A continuación llenó su bandeja y la llevó a la mesa de trabajo. Desde allí, volviendo ligeramente la cabeza, podía contemplar Sausalito y sus casas colgadas de las colinas, el Golden Gate que comunicaba los dos lados de la bahía, el puerto pesquero de Tiburón y, a sus pies, los tejados que se extendían, escalonados, hasta La Marina. Abrió la ventana de par en par. La ciudad se hallaba sumida en el silencio; tan sólo las sirenas de los cargueros con destino a China, mezcladas con los gritos de las gaviotas, acompasaban la languidez de la mañana. Se estiró de nuevo y atacó con apetito el pantagruélico desayuno. La noche anterior no había cenado por falta de tiempo. Tres veces había intentado comerse un sandwich, pero las tres veces había sonado el busca, reclamándola para que atendiera otra urgencia. Cuando conocía a alguien y le preguntaba a qué se dedicaba, ella respondía invariablemente: «A correr.» Tras haber devorado buena parte del festín, dejó la bandeja en el fregadero y se dirigió al cuarto de baño.

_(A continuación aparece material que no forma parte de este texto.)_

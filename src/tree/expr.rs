//! Retained configuration expressions.
//!
//! Attribute expressions are kept post-parse as [`Expr`]: the raw
//! `hcl::Expression` plus the origin it was declared at. Expressions are
//! opaque to the rest of the crate except for two operations: evaluation
//! (see [`crate::eval`]) and [`Expr::variables`], which extracts the set of
//! namespace traversals the expression references. The globals engine
//! drives its dependency ordering entirely off that extraction.

use crate::error::Origin;
use hcl::expr::{
    Expression, ForExpr, ObjectKey, Operation, TemplateExpr, Traversal, TraversalOperator,
};
use hcl::template::{Directive, Element, Template};

/// The reserved bareword marking a globals binding for deletion.
pub const UNSET_KEYWORD: &str = "unset";

/// A parsed expression plus its declaration site.
#[derive(Debug, Clone)]
pub struct Expr {
    expr: Expression,
    origin: Origin,
}

/// A namespace traversal referenced by an expression: a root identifier and
/// the dotted/indexed path below it, e.g. `global.a.b` or `global.use["aws"]`.
///
/// Only statically-known components are kept: a dynamic index truncates the
/// path at the point it appears, which makes the reference cover the whole
/// subtree below the truncation.
#[derive(Debug, Clone, PartialEq, Eq, Hash)]
pub struct RefPath {
    /// The root identifier (`global`, `terrastack`, an iterator name, ...).
    pub root: String,
    /// Statically-known components below the root.
    pub path: Vec<String>,
}

impl RefPath {
    /// The dotted rendering, e.g. `global.a.b`.
    #[must_use]
    pub fn dotted(&self) -> String {
        let mut out = self.root.clone();
        for comp in &self.path {
            out.push('.');
            out.push_str(comp);
        }
        out
    }
}

impl Expr {
    /// Wraps a parsed expression with its origin.
    #[must_use]
    pub fn new(expr: Expression, origin: Origin) -> Self {
        Self { expr, origin }
    }

    /// The declaration site.
    #[must_use]
    pub fn origin(&self) -> &Origin {
        &self.origin
    }

    /// The underlying HCL expression.
    #[must_use]
    pub fn as_expression(&self) -> &Expression {
        &self.expr
    }

    /// Whether this expression is exactly the reserved `unset` bareword.
    #[must_use]
    pub fn is_unset_keyword(&self) -> bool {
        matches!(&self.expr, Expression::Variable(v) if v.as_str() == UNSET_KEYWORD)
    }

    /// The literal string value, when the expression is a plain quoted
    /// string.
    #[must_use]
    pub fn as_str(&self) -> Option<&str> {
        match &self.expr {
            Expression::String(s) => Some(s),
            _ => None,
        }
    }

    /// Every namespace traversal this expression references.
    ///
    /// Variables bound by `for` expressions and template directives are
    /// excluded. Dynamic indexes truncate the recorded path but their index
    /// expressions are themselves scanned for references.
    #[must_use]
    pub fn variables(&self) -> Vec<RefPath> {
        let mut out = Vec::new();
        let mut bound = Vec::new();
        collect_refs(&self.expr, &mut bound, &mut out);
        out
    }
}

fn collect_refs(expr: &Expression, bound: &mut Vec<String>, out: &mut Vec<RefPath>) {
    match expr {
        Expression::Null | Expression::Bool(_) | Expression::Number(_) | Expression::String(_) => {}
        Expression::Array(items) => {
            for item in items {
                collect_refs(item, bound, out);
            }
        }
        Expression::Object(object) => {
            for (key, value) in object {
                if let ObjectKey::Expression(key_expr) = key {
                    collect_refs(key_expr, bound, out);
                }
                collect_refs(value, bound, out);
            }
        }
        Expression::TemplateExpr(template) => collect_template_refs(template, bound, out),
        Expression::Variable(var) => {
            let name = var.as_str();
            if !bound.iter().any(|b| b == name) {
                out.push(RefPath { root: name.to_string(), path: Vec::new() });
            }
        }
        Expression::Traversal(traversal) => collect_traversal_refs(traversal, bound, out),
        Expression::FuncCall(call) => {
            for arg in &call.args {
                collect_refs(arg, bound, out);
            }
        }
        Expression::Parenthesis(inner) => collect_refs(inner, bound, out),
        Expression::Conditional(cond) => {
            collect_refs(&cond.cond_expr, bound, out);
            collect_refs(&cond.true_expr, bound, out);
            collect_refs(&cond.false_expr, bound, out);
        }
        Expression::Operation(op) => match op.as_ref() {
            Operation::Unary(unary) => collect_refs(&unary.expr, bound, out),
            Operation::Binary(binary) => {
                collect_refs(&binary.lhs_expr, bound, out);
                collect_refs(&binary.rhs_expr, bound, out);
            }
        },
        Expression::ForExpr(for_expr) => collect_for_refs(for_expr, bound, out),
        _ => {}
    }
}

fn collect_for_refs(for_expr: &ForExpr, bound: &mut Vec<String>, out: &mut Vec<RefPath>) {
    collect_refs(&for_expr.collection_expr, bound, out);

    let mut pushed = 0;
    if let Some(key_var) = &for_expr.key_var {
        bound.push(key_var.as_str().to_string());
        pushed += 1;
    }
    bound.push(for_expr.value_var.as_str().to_string());
    pushed += 1;

    if let Some(key_expr) = &for_expr.key_expr {
        collect_refs(key_expr, bound, out);
    }
    collect_refs(&for_expr.value_expr, bound, out);
    if let Some(cond_expr) = &for_expr.cond_expr {
        collect_refs(cond_expr, bound, out);
    }

    for _ in 0..pushed {
        bound.pop();
    }
}

fn collect_traversal_refs(traversal: &Traversal, bound: &mut Vec<String>, out: &mut Vec<RefPath>) {
    let root = match &traversal.expr {
        Expression::Variable(var) => {
            let name = var.as_str();
            if bound.iter().any(|b| b == name) {
                None
            } else {
                Some(name.to_string())
            }
        }
        other => {
            collect_refs(other, bound, out);
            None
        }
    };

    let mut path = Vec::new();
    let mut extending = root.is_some();
    for operator in &traversal.operators {
        match operator {
            TraversalOperator::GetAttr(name) => {
                if extending {
                    path.push(name.as_str().to_string());
                }
            }
            TraversalOperator::Index(Expression::String(s)) => {
                if extending {
                    path.push(s.clone());
                }
            }
            TraversalOperator::Index(index_expr) => {
                // Dynamic index: the reference covers the whole subtree.
                collect_refs(index_expr, bound, out);
                extending = false;
            }
            TraversalOperator::LegacyIndex(_)
            | TraversalOperator::AttrSplat
            | TraversalOperator::FullSplat => {
                extending = false;
            }
        }
    }

    if let Some(root) = root {
        out.push(RefPath { root, path });
    }
}

fn collect_template_refs(template_expr: &TemplateExpr, bound: &mut Vec<String>, out: &mut Vec<RefPath>) {
    let Ok(template) = Template::from_expr(template_expr) else {
        return;
    };
    collect_template(&template, bound, out);
}

fn collect_template(template: &Template, bound: &mut Vec<String>, out: &mut Vec<RefPath>) {
    for element in template.elements() {
        match element {
            Element::Literal(_) => {}
            Element::Interpolation(interp) => collect_refs(&interp.expr, bound, out),
            Element::Directive(Directive::If(directive)) => {
                collect_refs(&directive.cond_expr, bound, out);
                collect_template(&directive.true_template, bound, out);
                if let Some(false_template) = &directive.false_template {
                    collect_template(false_template, bound, out);
                }
            }
            Element::Directive(Directive::For(directive)) => {
                collect_refs(&directive.collection_expr, bound, out);
                let mut pushed = 0;
                if let Some(key_var) = &directive.key_var {
                    bound.push(key_var.as_str().to_string());
                    pushed += 1;
                }
                bound.push(directive.value_var.as_str().to_string());
                pushed += 1;
                collect_template(&directive.template, bound, out);
                for _ in 0..pushed {
                    bound.pop();
                }
            }
        }
    }
}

Introdujo los dedos entre las láminas de madera de la persiana para inclinarlas, se quitó el camisón blanco de algodón, lo dejó en el suelo y se metió en la ducha. El potente chorro de agua templada acabó de despertarla.
Al salir de la ducha se enrolló una toalla alrededor de la cintura, dejando las piernas y los pechos al aire.
Hizo un mohín frente al espejo y se decidió por un maquillaje ligero. Se puso unos vaqueros y un polo, se quitó los vaqueros, se puso una falda, se quitó la falda y volvió a ponerse los vaqueros. Sacó del armario una bolsa de lona, metió algunas prendas y el neceser, y consideró que ya estaba preparada para comenzar el fin de semana. Al volverse, vio el desorden reinante -ropa por el suelo, toallas desperdigadas, cacharros en el fregadero, la cama deshecha- y dijo en voz bien alta, con determinación, dirigiéndose a todos los objetos del lugar:
– ¡Ni una palabra! ¡Ni rechistar! ¡Mañana volveré pronto y os arreglaré para toda la semana!
Luego tomó papel y bolígrafo y redactó una nota, antes de pegarla a la puerta del frigorífico con un gran imán en forma de rana.
Mamá:
Gracias por ocuparte de la perra. No se te ocurra ordenar nada. Lo haré yo cuando vuelva.